Regulatory Justification and Coordination in South Africa

Geo Quinot

In a country that is still suffering from the wounds of apartheid, a system of government that imposed racially-based, oppressive regulation of every detail of people’s lives, the imposition of sweeping restrictions in response to the COVID-19 pandemic—while certainly not comparable—is nevertheless particularly troubling for South Africa’s young democracy.

The South African government declared a national state of disaster on March 15. The accompanying regulations—which affect every aspect of public life—as well as the national lockdown announced on March 27 impose significant restrictions on the freedoms that South Africans obtained only 25 years ago upon democratization.
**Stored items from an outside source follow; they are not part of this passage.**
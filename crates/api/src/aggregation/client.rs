//! HTTP client for the aggregation relay.
//!
//! The relay is a thin forwarding service in front of the third-party
//! aggregation API. It exposes the two data endpoints this client consumes:
//! `GET /accounts` and `GET /transactions`.

use std::time::Duration;

use async_trait::async_trait;
use rust_decimal::Decimal;
use serde::Deserialize;

use hearth_core::aggregation::{RemoteAccountBalance, RemoteTransaction};
use hearth_shared::config::AggregationConfig;

use super::error::AggregationError;

/// Fetches balances and transactions for the linked accounts.
#[cfg_attr(test, mockall::automock)]
#[async_trait]
pub trait AccountAggregator: Send + Sync {
    /// Fetches current balances for all linked accounts.
    async fn fetch_balances(&self) -> Result<Vec<RemoteAccountBalance>, AggregationError>;

    /// Fetches recent transactions for all linked accounts, in the relay's
    /// outflow-positive sign convention.
    async fn fetch_recent_transactions(&self) -> Result<Vec<RemoteTransaction>, AggregationError>;
}

#[derive(Debug, Deserialize)]
struct AccountsResponse {
    #[serde(default)]
    accounts: Vec<WireAccount>,
}

#[derive(Debug, Deserialize)]
struct WireAccount {
    account_id: String,
    balances: WireBalances,
}

#[derive(Debug, Deserialize)]
struct WireBalances {
    current: Option<Decimal>,
    available: Option<Decimal>,
}

#[derive(Debug, Deserialize)]
struct TransactionsResponse {
    #[serde(default)]
    transactions: Vec<RemoteTransaction>,
}

/// Relay-backed aggregator.
pub struct HttpAggregator {
    client: reqwest::Client,
    base_url: String,
}

impl HttpAggregator {
    /// Builds the client from configuration.
    ///
    /// # Errors
    ///
    /// Returns the client construction failure.
    pub fn from_config(config: &AggregationConfig) -> Result<Self, AggregationError> {
        let client = reqwest::Client::builder()
            .timeout(Duration::from_secs(config.timeout_secs))
            .build()?;
        Ok(Self {
            client,
            base_url: config.base_url.trim_end_matches('/').to_string(),
        })
    }

    async fn get_json<T: serde::de::DeserializeOwned>(
        &self,
        path: &str,
    ) -> Result<T, AggregationError> {
        let response = self
            .client
            .get(format!("{}{path}", self.base_url))
            .send()
            .await?;

        if !response.status().is_success() {
            return Err(AggregationError::Status(response.status().as_u16()));
        }

        Ok(response.json().await?)
    }
}

#[async_trait]
impl AccountAggregator for HttpAggregator {
    async fn fetch_balances(&self) -> Result<Vec<RemoteAccountBalance>, AggregationError> {
        let response: AccountsResponse = self.get_json("/accounts").await?;
        Ok(response
            .accounts
            .into_iter()
            .map(|account| RemoteAccountBalance {
                account_id: account.account_id,
                current: account.balances.current,
                available: account.balances.available,
            })
            .collect())
    }

    async fn fetch_recent_transactions(&self) -> Result<Vec<RemoteTransaction>, AggregationError> {
        let response: TransactionsResponse = self.get_json("/transactions").await?;
        Ok(response.transactions)
    }
}

/// No-op aggregator used when account aggregation is disabled.
pub struct NullAggregator;

#[async_trait]
impl AccountAggregator for NullAggregator {
    async fn fetch_balances(&self) -> Result<Vec<RemoteAccountBalance>, AggregationError> {
        Ok(Vec::new())
    }

    async fn fetch_recent_transactions(&self) -> Result<Vec<RemoteTransaction>, AggregationError> {
        Ok(Vec::new())
    }
}

#[cfg(test)]
mod tests {
    use super::*;

    #[tokio::test]
    async fn test_null_aggregator_returns_empty_data() {
        let aggregator = NullAggregator;
        assert!(aggregator.fetch_balances().await.unwrap().is_empty());
        assert!(
            aggregator
                .fetch_recent_transactions()
                .await
                .unwrap()
                .is_empty()
        );
    }

    #[test]
    fn test_http_aggregator_strips_trailing_slash() {
        let config = AggregationConfig {
            base_url: "http://localhost:3001/".to_string(),
            enabled: true,
            timeout_secs: 5,
        };
        let aggregator = HttpAggregator::from_config(&config).unwrap();
        assert_eq!(aggregator.base_url, "http://localhost:3001");
    }

    #[test]
    fn test_wire_account_parses_relay_shape() {
        let json = r#"{
            "accounts": [
                { "account_id": "acc-1", "balances": { "current": 8500, "available": 8200 } },
                { "account_id": "acc-2", "balances": { "current": null, "available": null } }
            ]
        }"#;

        let parsed: AccountsResponse = serde_json::from_str(json).unwrap();
        assert_eq!(parsed.accounts.len(), 2);
        assert_eq!(parsed.accounts[0].account_id, "acc-1");
        assert!(parsed.accounts[1].balances.current.is_none());
    }
}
Furthermore, as South Africa is one of the world’s most unequal societies, its people’s response to and ability to respond to the imposed restrictions are highly unequal. Some are dealing with the stay-at-home injunction in leafy suburbs with their nuclear families, in stand-alone homes, shopping online, and having groceries delivered to the door. This stands in stark contrast to the experience of people living in one of South Africa’s peri-urban informal settlements, often sharing single-room homes with multiple generations of family members, whose access to public services like sanitation and water is only in communal form and whose access to food is through informal traders.

Against this backdrop, the regulatory response to the COVID-19 pandemic in South Africa is noteworthy for two primary reasons: first, because of how the government has justified sweeping restrictions with scientific expertise, and second, because of the challenges the government faces due to the lack of horizontal regulatory coordination.